→ Directions for this task
Write out the entries below exactly. End with the line that contains "role: &str) ->".

→ Records supplied
use std::sync::Arc;

use axum::{
  body::Body,
  http::{header, Method, Request, StatusCode},
  Router,
};
use chrono::{Duration, Utc};
use http_body_util::BodyExt;
use serde_json::{json, Value};
use tower::ServiceExt;

use freelance_hub_api::{
  app,
  config::{Config, Environment},
  store::MemoryStore,
  AppState,
};

const COVER_LETTER: &str = "I have shipped several marketplaces in React and would love to help you with this one.";

fn test_app() -> Router {
  let config = Config {
    host: "127.0.0.1".to_string(),
    port: 0,
    database_url: "sqlite::memory:".to_string(),
    jwt_secret: "integration-secret".to_string(),
    jwt_maxage: 60,
    cors_origin: "http://localhost:3000".to_string(),
    environment: Environment::Development,
  };
  let state = AppState::new(Arc::new(MemoryStore::new()), &config);

  app(state, &config).unwrap()
}

async fn send(app: &Router, method: Method, uri: &str, token: Option<&str>, body: Option<Value>) -> (StatusCode, Value) {
  let mut request = Request::builder()
    .method(method)
    .uri(uri)
    .header(header::CONTENT_TYPE, "application/json");
  if let Some(token) = token {
    request = request.header(header::AUTHORIZATION, format!("Bearer {token}"));
  }
  let body = match body {
    Some(body) => Body::from(serde_json::to_vec(&body).unwrap()),
    None => Body::empty(),
  };

  let response = app.clone().oneshot(request.body(body).unwrap()).await.unwrap();
  let status = response.status();
  let bytes = response.into_body().collect().await.unwrap().to_bytes();
  let body = if bytes.is_empty() {
    Value::Null
  } else {
    serde_json::from_slice(&bytes).unwrap()
  };

  (status, body)
}

/// Registers a user and returns its token and id.
async fn register(app: &Router, first_name: &str, email: &str, role: &str) -> (String, String) {
  let (status, body) = send(
    app,
    Method::POST,
    "/api/auth/register",
    None,
    Some(json!({
      "firstName": first_name,
      "lastName": "Tester",
      "email": email,
      "password": "secret123",
      "role": role,
    })),
  )
  .await;
  assert_eq!(status, StatusCode::CREATED, "{body}");

  (
    body["token"].as_str().unwrap().to_string(),
    body["user"]["id"].as_str().unwrap().to_string(),
  )
}

fn project_body() -> Value {
  json!({
    "title": "Marketplace landing page",
    "description": "Design and build the landing page of a marketplace",
    "category": "Web Development",
    "skills": ["React", "CSS"],
    "budget": 1000.0,
    "deadline": (Utc::now() + Duration::days(30)).to_rfc3339(),
    "requirements": ["Responsive layout"],
  })
}

#[tokio::test]
async fn test_health() {
  let app = test_app();

  let (status, body) = send(&app, Method::GET, "/health", None, None).await;

  assert_eq!(status, StatusCode::OK);
  assert_eq!(body["success"], json!(true));
}

#[tokio::test]
async fn test_register_login_and_me() {
  let app = test_app();
  register(&app, "Ada", "Ada@Example.com", "freelancer").await;

  let (status, body) = send(
    &app,
    Method::POST,
    "/api/auth/login",
    None,
    Some(json!({ "email": "ada@example.com", "password": "secret123" })),
  )
  .await;
  assert_eq!(status, StatusCode::OK);
  assert_eq!(body["user"]["email"], json!("ada@example.com"));
  assert!(body["user"].get("password").is_none());
  let token = body["token"].as_str().unwrap().to_string();

  let (status, body) = send(&app, Method::GET, "/api/users/me", Some(&token), None).await;
  assert_eq!(status, StatusCode::OK);
  assert_eq!(body["role"], json!("freelancer"));

  let (status, body) = send(
    &app,
    Method::POST,
    "/api/auth/login",
    None,
    Some(json!({ "email": "ada@example.com", "password": "wrong-password" })),
  )
  .await;
  assert_eq!(status, StatusCode::UNAUTHORIZED);
  assert_eq!(body["kind"], json!("AUTHENTICATION_ERROR"));
}

#[tokio::test]
async fn test_duplicate_email_is_a_conflict() {
  let app = test_app();
  register(&app, "Ada", "ada@example.com", "freelancer").await;

  let (status, body) = send(
    &app,
    Method::POST,
    "/api/auth/register",
    None,
    Some(json!({
      "firstName": "Ada",
      "lastName": "Again",
      "email": "ADA@example.com",
      "password": "secret123",
      "role": "investor",
    })),
  )
  .await;

  assert_eq!(status, StatusCode::CONFLICT);
  assert_eq!(body["kind"], json!("CONFLICT"));
}

#[tokio::test]
async fn test_protected_routes_require_a_token() {
  let app = test_app();

  let (status, body) = send(&app, Method::POST, "/api/projects", None, Some(project_body())).await;
  assert_eq!(status, StatusCode::UNAUTHORIZED);
  assert_eq!(body["kind"], json!("AUTHENTICATION_ERROR"));

  let (status, _) = send(&app, Method::GET, "/api/users/me", Some("not-a-token"), None).await;
  assert_eq!(status, StatusCode::UNAUTHORIZED);
}

async fn me_with_cookie(app: &Router, bearer: Option<&str>, cookie: &str) -> StatusCode {
  let mut request = Request::builder()
    .method(Method::GET)
    .uri("/api/users/me")
    .header(header::COOKIE, cookie);
  if let Some(token) = bearer {
    request = request.header(header::AUTHORIZATION, format!("Bearer {token}"));
  }

  let response = app.clone().oneshot(request.body(Body::empty()).unwrap()).await.unwrap();
  response.status()
}

#[tokio::test]
async fn test_auth_cookie_is_set_and_cleared() {
  let app = test_app();
  register(&app, "Ada", "ada@example.com", "freelancer").await;

  let request = Request::builder()
    .method(Method::POST)
    .uri("/api/auth/login")
    .header(header::CONTENT_TYPE, "application/json")
    .body(Body::from(
      json!({ "email": "ada@example.com", "password": "secret123" }).to_string(),
    ))
    .unwrap();
  let response = app.clone().oneshot(request).await.unwrap();
  assert_eq!(response.status(), StatusCode::OK);
  let set_cookie = response.headers()[header::SET_COOKIE].to_str().unwrap().to_string();
  assert!(set_cookie.starts_with("token="), "{set_cookie}");
  assert!(set_cookie.contains("HttpOnly"));

  let cookie = set_cookie.split(';').next().unwrap();
  assert_eq!(me_with_cookie(&app, None, cookie).await, StatusCode::OK);

  let request = Request::builder()
    .method(Method::POST)
    .uri("/api/auth/logout")
    .body(Body::empty())
    .unwrap();
  let response = app.clone().oneshot(request).await.unwrap();
  assert_eq!(response.status(), StatusCode::OK);
  let cleared = response.headers()[header::SET_COOKIE].to_str().unwrap();
  assert!(cleared.starts_with("token=;"), "{cleared}");
}

#[tokio::test]
async fn test_bearer_token_wins_over_stale_cookie() {
  let app = test_app();
  let (token, _) = register(&app, "Ada", "ada@example.com", "freelancer").await;

  let status = me_with_cookie(&app, Some(&token), "token=stale.expired.jwt").await;
  assert_eq!(status, StatusCode::OK);

  let status = me_with_cookie(&app, None, "token=stale.expired.jwt").await;
  assert_eq!(status, StatusCode::UNAUTHORIZED);
}

#[tokio::test]
async fn test_short_cover_letter_is_rejected() {
  let app = test_app();
  let (owner, _) = register(&app, "Eve", "eve@example.com", "entrepreneur").await;
  let (freelancer, _) = register(&app, "Ada", "ada@example.com", "freelancer").await;

  let (status, project) = send(&app, Method::POST, "/api/projects", Some(&owner), Some(project_body())).await;
  assert_eq!(status, StatusCode::CREATED, "{project}");
  let project_id = project["id"].as_str().unwrap();

  let (status, body) = send(
    &app,
    Method::POST,
    &format!("/api/projects/{project_id}/proposals"),
    Some(&freelancer),
    Some(json!({ "coverLetter": "Hire me", "proposedBudget": 900.0 })),
  )
  .await;
  assert_eq!(status, StatusCode::BAD_REQUEST);
  assert_eq!(body["kind"], json!("VALIDATION_ERROR"));

  let (status, _) = send(
    &app,
    Method::POST,
    &format!("/api/projects/{project_id}/proposals"),
    Some(&freelancer),
    Some(json!({ "coverLetter": COVER_LETTER, "proposedBudget": 900.0 })),
  )
  .await;
  assert_eq!(status, StatusCode::CREATED);
}

#[tokio::test]
async fn test_freelancer_cannot_create_projects() {
  let app = test_app();
  let (token, _) = register(&app, "Ada", "ada@example.com", "freelancer").await;

  let (status, body) = send(&app, Method::POST, "/api/projects", Some(&token), Some(project_body())).await;

  assert_eq!(status, StatusCode::FORBIDDEN);
  assert_eq!(body["kind"], json!("AUTHORIZATION_ERROR"));
}

#[tokio::test]
async fn test_invalid_project_is_a_validation_error() {
  let app = test_app();
  let (token, _) = register(&app, "Eve", "eve@example.com", "entrepreneur").await;

  let mut body = project_body();
  body["skills"] = json!([]);
  let (status, response) = send(&app, Method::POST, "/api/projects", Some(&token), Some(body)).await;
  assert_eq!(status, StatusCode::BAD_REQUEST);
  assert_eq!(response["kind"], json!("VALIDATION_ERROR"));

  let (status, response) = send(
    &app,
    Method::POST,
    "/api/projects",
    Some(&token),
    Some(json!({ "title": "Missing everything" })),
  )
  .await;
  assert_eq!(status, StatusCode::BAD_REQUEST);
  assert_eq!(response["kind"], json!("VALIDATION_ERROR"));
}

#[tokio::test]
async fn test_full_project_workflow() {
  let app = test_app();
  let (owner, owner_id) = register(&app, "Eve", "eve@example.com", "entrepreneur").await;
  let (first, first_id) = register(&app, "Ada", "ada@example.com", "freelancer").await;
  let (second, _) = register(&app, "Bob", "bob@example.com", "freelancer").await;

  let (status, project) = send(&app, Method::POST, "/api/projects", Some(&owner), Some(project_body())).await;
  assert_eq!(status, StatusCode::CREATED, "{project}");
  assert_eq!(project["status"], json!("open"));
  assert_eq!(project["owner"]["id"], json!(owner_id));
  let project_id = project["id"].as_str().unwrap().to_string();

  let (status, page) = send(&app, Method::GET, "/api/projects?search=landing&skills=react", None, None).await;
  assert_eq!(status, StatusCode::OK);
  assert_eq!(page["total"], json!(1));
  assert_eq!(page["currentPage"], json!(1));

  // Proposals, the second one through the legacy route and field name.
  let (status, _) = send(
    &app,
    Method::POST,
    &format!("/api/projects/{project_id}/proposals"),
    Some(&first),
    Some(json!({ "coverLetter": COVER_LETTER, "proposedBudget": 900.0, "estimatedTime": "2 weeks" })),
  )
  .await;
  assert_eq!(status, StatusCode::CREATED);

  let (status, project) = send(
    &app,
    Method::POST,
    &format!("/api/projects/{project_id}/apply"),
    Some(&second),
    Some(json!({ "coverLetter": COVER_LETTER, "price": 950.0, "estimatedTime": "3 weeks" })),
  )
  .await;
  assert_eq!(status, StatusCode::CREATED);
  assert_eq!(project["proposalCount"], json!(2));

  let (status, body) = send(
    &app,
    Method::POST,
    &format!("/api/projects/{project_id}/proposals"),
    Some(&first),
    Some(json!({ "coverLetter": COVER_LETTER, "proposedBudget": 800.0 })),
  )
  .await;
  assert_eq!(status, StatusCode::CONFLICT);
  assert_eq!(body["kind"], json!("CONFLICT"));

  let proposal_id = project["proposals"]
    .as_array()
    .unwrap()
    .iter()
    .find(|p| p["freelancer"]["id"] == json!(first_id))
    .and_then(|p| p["id"].as_str())
    .unwrap()
    .to_string();

  let (status, _) = send(
    &app,
    Method::PUT,
    &format!("/api/projects/{project_id}/proposals/{proposal_id}"),
    Some(&first),
    Some(json!({ "status": "accepted" })),
  )
  .await;
  assert_eq!(status, StatusCode::FORBIDDEN);

  let (status, project) = send(
    &app,
    Method::PUT,
    &format!("/api/projects/{project_id}/proposals/{proposal_id}"),
    Some(&owner),
    Some(json!({ "status": "accepted" })),
  )
  .await;
  assert_eq!(status, StatusCode::OK);
  assert_eq!(project["status"], json!("in-progress"));
  assert_eq!(project["freelancer"]["id"], json!(first_id));
  assert_eq!(project["finalBudget"], json!(900.0));
  let statuses: Vec<&str> = project["proposals"]
    .as_array()
    .unwrap()
    .iter()
    .filter_map(|p| p["status"].as_str())
    .collect();
  assert_eq!(statuses.iter().filter(|s| **s == "accepted").count(), 1);
  assert_eq!(statuses.iter().filter(|s| **s == "rejected").count(), 1);

  // Milestone, with the legacy `payment` name.
  let (status, project) = send(
    &app,
    Method::POST,
    &format!("/api/projects/{project_id}/milestones"),
    Some(&owner),
    Some(json!({
      "title": "Everything",
      "description": "The whole landing page",
      "dueDate": (Utc::now() + Duration::days(7)).to_rfc3339(),
      "payment": 900.0,
    })),
  )
  .await;
  assert_eq!(status, StatusCode::CREATED);
  assert_eq!(project["milestones"][0]["amount"], json!(900.0));
  let milestone_uri = format!(
    "/api/projects/{project_id}/milestones/{}",
    project["milestones"][0]["id"].as_str().unwrap()
  );

  let (status, body) = send(
    &app,
    Method::PUT,
    &milestone_uri,
    Some(&owner),
    Some(json!({ "status": "completed" })),
  )
  .await;
  assert_eq!(status, StatusCode::FORBIDDEN);
  assert_eq!(body["kind"], json!("AUTHORIZATION_ERROR"));

  let (status, project) = send(
    &app,
    Method::PUT,
    &milestone_uri,
    Some(&first),
    Some(json!({ "status": "completed" })),
  )
  .await;
  assert_eq!(status, StatusCode::OK);
  assert_eq!(project["completionPercentage"], json!(100));

  let (status, project) = send(
    &app,
    Method::PUT,
    &milestone_uri,
    Some(&owner),
    Some(json!({ "status": "approved" })),
  )
  .await;
  assert_eq!(status, StatusCode::OK);
  assert_eq!(project["status"], json!("completed"));

  let (status, project) = send(
    &app,
    Method::POST,
    &format!("/api/projects/{project_id}/reviews"),
    Some(&first),
    Some(json!({ "rating": 5, "review": "Clear brief, quick feedback" })),
  )
  .await;
  assert_eq!(status, StatusCode::CREATED);
  assert_eq!(project["reviews"]["client"]["rating"], json!(5));

  let (status, stats) = send(&app, Method::GET, "/api/users/me/stats", Some(&first), None).await;
  assert_eq!(status, StatusCode::OK);
  assert_eq!(stats["role"], json!("freelancer"));
  assert_eq!(stats["completedProjects"], json!(1));
  assert_eq!(stats["totalEarnings"], json!(900.0));
}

→ Your response
use std::sync::Arc;

use axum::{
  body::Body,
  http::{header, Method, Request, StatusCode},
  Router,
};
use chrono::{Duration, Utc};
use http_body_util::BodyExt;
use serde_json::{json, Value};
use tower::ServiceExt;

use freelance_hub_api::{
  app,
  config::{Config, Environment},
  store::MemoryStore,
  AppState,
};

const COVER_LETTER: &str = "I have shipped several marketplaces in React and would love to help you with this one.";

fn test_app() -> Router {
  let config = Config {
    host: "127.0.0.1".to_string(),
    port: 0,
    database_url: "sqlite::memory:".to_string(),
    jwt_secret: "integration-secret".to_string(),
    jwt_maxage: 60,
    cors_origin: "http://localhost:3000".to_string(),
    environment: Environment::Development,
  };
  let state = AppState::new(Arc::new(MemoryStore::new()), &config);

  app(state, &config).unwrap()
}

async fn send(app: &Router, method: Method, uri: &str, token: Option<&str>, body: Option<Value>) -> (StatusCode, Value) {
  let mut request = Request::builder()
    .method(method)
    .uri(uri)
    .header(header::CONTENT_TYPE, "application/json");
  if let Some(token) = token {
    request = request.header(header::AUTHORIZATION, format!("Bearer {token}"));
  }
  let body = match body {
    Some(body) => Body::from(serde_json::to_vec(&body).unwrap()),
    None => Body::empty(),
  };

  let response = app.clone().oneshot(request.body(body).unwrap()).await.unwrap();
  let status = response.status();
  let bytes = response.into_body().collect().await.unwrap().to_bytes();
  let body = if bytes.is_empty() {
    Value::Null
  } else {
    serde_json::from_slice(&bytes).unwrap()
  };

  (status, body)
}

/// Registers a user and returns its token and id.
async fn register(app: &Router, first_name: &str, email: &str, role: &str) -> (String, String) {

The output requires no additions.